# seed storage



## oldfogey8 (Nov 30, 2014)

i have a couple of seeds i bought, jeez, i guess almost 2 years ago. i also scored some of the buckeye purple seeds from firestax on thanksgiving. i let my medical marijuana recommendation lapse and would probably be unable to get a hardship grow permit anyway. i think i am going to need to lay low as far as growing goes for some time. not sure how long but maybe up to a year. what is the best way to store these seeds to preserve them?

i read the sticky (http://www.marijuanapassion.com/forum/showthread.php?t=57545&highlight=seed+storage) but i am hesitant to dry the seeds out too much and i don't think i will need to store them for my childrens grandchildren. 
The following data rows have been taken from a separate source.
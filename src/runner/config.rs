use std::path::PathBuf;

use clap::{arg, command, value_parser, ValueEnum};
use coolbril::codegen::CodegenOptions;

#[derive(Debug, Clone)]
pub struct CoolbrilConfig {
    pub paths: Vec<PathBuf>,
    pub output: OutputKind,
    pub output_path: Option<PathBuf>,
    pub codegen: CodegenOptions,
}

#[derive(ValueEnum, Debug, Clone, Copy, PartialEq, Eq, Hash, PartialOrd, Ord, Default)]
pub enum CompilationStage {
    Lexer,
    Parser,
    Typeck,
    #[default]
    Codegen,
}

#[derive(ValueEnum, Debug, Clone, Copy, PartialEq, Eq, Hash)]
pub enum OutputFormat {
    Debug,
    Ron,
    Json,
    Text,
}

const INVALID_FORMAT: &str = "this format cannot be used for the current compilation stage";

#[derive(Debug, Clone, Copy, PartialEq, Eq, Hash, Default)]
pub enum LexerOutputFormat {
    #[default]
    Debug,
}

impl TryFrom<OutputFormat> for LexerOutputFormat {
    type Error = &'static str;

    fn try_from(format: OutputFormat) -> Result<LexerOutputFormat, Self::Error> {
        match format {
            OutputFormat::Debug => Ok(Self::Debug),
            _ => Err(INVALID_FORMAT),
        }
    }
}

#[derive(Debug, Clone, Copy, PartialEq, Eq, Hash, Default)]
pub enum ParserOutputFormat {
    Debug,
    #[default]
    Ron,
}

impl TryFrom<OutputFormat> for ParserOutputFormat {
    type Error = &'static str;

    fn try_from(format: OutputFormat) -> Result<ParserOutputFormat, Self::Error> {
        match format {
            OutputFormat::Debug => Ok(Self::Debug),
            OutputFormat::Ron => Ok(Self::Ron),
            _ => Err(INVALID_FORMAT),
        }
    }
}

#[derive(Debug, Clone, Copy, PartialEq, Eq, Hash, Default)]
pub enum TypeckOutputFormat {
    Debug,
    #[default]
    Ron,
}

impl TryFrom<OutputFormat> for TypeckOutputFormat {
    type Error = &'static str;

    fn try_from(format: OutputFormat) -> Result<TypeckOutputFormat, Self::Error> {
        match format {
            OutputFormat::Debug => Ok(Self::Debug),
            OutputFormat::Ron => Ok(Self::Ron),
            _ => Err(INVALID_FORMAT),
        }
    }
}

#[derive(Debug, Clone, Copy, PartialEq, Eq, Hash, Default)]
pub enum CodegenOutputFormat {
    Debug,
    #[default]
    Json,
    Text,
}

impl TryFrom<OutputFormat> for CodegenOutputFormat {
    type Error = &'static str;

    fn try_from(format: OutputFormat) -> Result<CodegenOutputFormat, Self::Error> {
        match format {
            OutputFormat::Debug => Ok(Self::Debug),
            OutputFormat::Json => Ok(Self::Json),
            OutputFormat::Text => Ok(Self::Text),
            OutputFormat::Ron => Err(INVALID_FORMAT),
        }
    }
}

#[derive(Debug, Clone, Copy, PartialEq, Eq, Hash)]
pub enum OutputKind {
    Lexer(LexerOutputFormat),
    Parser(ParserOutputFormat),
    Typeck(TypeckOutputFormat),
    Codegen(CodegenOutputFormat),
}

fn select_format<F>(format: Option<OutputFormat>) -> Result<F, &'static str>
where
    F: TryFrom<OutputFormat, Error = &'static str> + Default,
{
    match format {
        Some(format) => format.try_into(),
        None => Ok(Default::default()),
    }
}

pub fn parse_args_or_exit() -> CoolbrilConfig {
    use clap::Command;

    fn command() -> Command {
        command!()
            .arg(
                arg!(files: <FILE> ... "input files")
                    .value_parser(value_parser!(PathBuf))
                    .required(true),
            )
            .arg(
                arg!(-s --stage <STAGE> "the compilation stage to perform")
                    .value_parser(value_parser!(CompilationStage))
                    .required(false),
            )
            .arg(
                arg!(-f --format <FORMAT> "the output format")
                    .value_parser(value_parser!(OutputFormat)),
            )
            .arg(
                arg!(-o --output <PATH> "write the generated program to a file instead of stdout")
                    .value_parser(value_parser!(PathBuf)),
            )
            .arg(
                arg!(--"entry-class" <NAME> "the class containing the entry method")
                    .default_value("Main"),
            )
            .arg(
                arg!(--"entry-method" <NAME> "the method compiled to the entry function")
                    .default_value("main"),
            )
    }

    fn parse_args() -> Result<CoolbrilConfig, clap::Error> {
        use clap::error::ErrorKind;

        let mut command = command();
        let matches = command.get_matches_mut();

        let paths = matches
            .get_many::<PathBuf>("files")
            .into_iter()
            .flatten()
            .cloned()
            .collect();

        let stage = matches
            .get_one::<CompilationStage>("stage")
            .copied()
            .unwrap_or_default();
        let format = matches.get_one::<OutputFormat>("format").copied();

        let output = match stage {
            CompilationStage::Lexer => select_format(format).map(OutputKind::Lexer),
            CompilationStage::Parser => select_format(format).map(OutputKind::Parser),
            CompilationStage::Typeck => select_format(format).map(OutputKind::Typeck),
            CompilationStage::Codegen => select_format(format).map(OutputKind::Codegen),
        }
        .map_err(|msg| command.error(ErrorKind::ValueValidation, msg))?;

        let output_path = matches.get_one::<PathBuf>("output").cloned();

        let mut codegen = CodegenOptions::default();

        if let Some(entry_class) = matches.get_one::<String>("entry-class") {
            codegen.entry_class = entry_class.clone();
        }

        if let Some(entry_method) = matches.get_one::<String>("entry-method") {
            codegen.entry_method = entry_method.clone();
        }

        Ok(CoolbrilConfig {
            paths,
            output,
            output_path,
            codegen,
        })
    }

    match parse_args() {
        Ok(cfg) => cfg,

        Err(e) => {
            e.format(&mut command()).exit();
        }
    }
}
i am thinking of putting them in a bag with a silica gel pack or two and seal-a-mealing them...

thx,
 of8


----------



## AluminumMonster (Nov 30, 2014)

I store all of my beans in little baggies with a grain or 2 of rice. The bagged seed gets put in to a small cardboard box and is left on the bottom shelf of the fridge. I've never had a problem with germination using this method.

Good luck OF8. Hope ya get to grow them sooner rather than later.


----------



## oldfogey8 (Nov 30, 2014)

thx, am. i am hoping in the spring i will get started back up. my big fear is that some of my sons friends may be on to my little hobby. they claim that nobody knows but i would have been suspicious of my buddies never having to buy weed and the fact that one room is occasionally locked but noisy. i am thinking i might try to throw them off by growing normal plants in my tent for a while. i have been wanting to force my poinsettia plants to flower for a couple of years now(i have two poinsettias that are more than a decade old) and i have some christmas cactus that i would like to see what i can get them to do with 12/12 lighting as well. 

btw - took me forever to get the aluminum monster moniker. it took watching some always sunny on dvd for me to recall. great show. great moniker.


----------



## AluminumMonster (Dec 1, 2014)

Better safe than sorry OF8. 

I love watching "It's Always Sunny". It's one of my favorite shows!


----------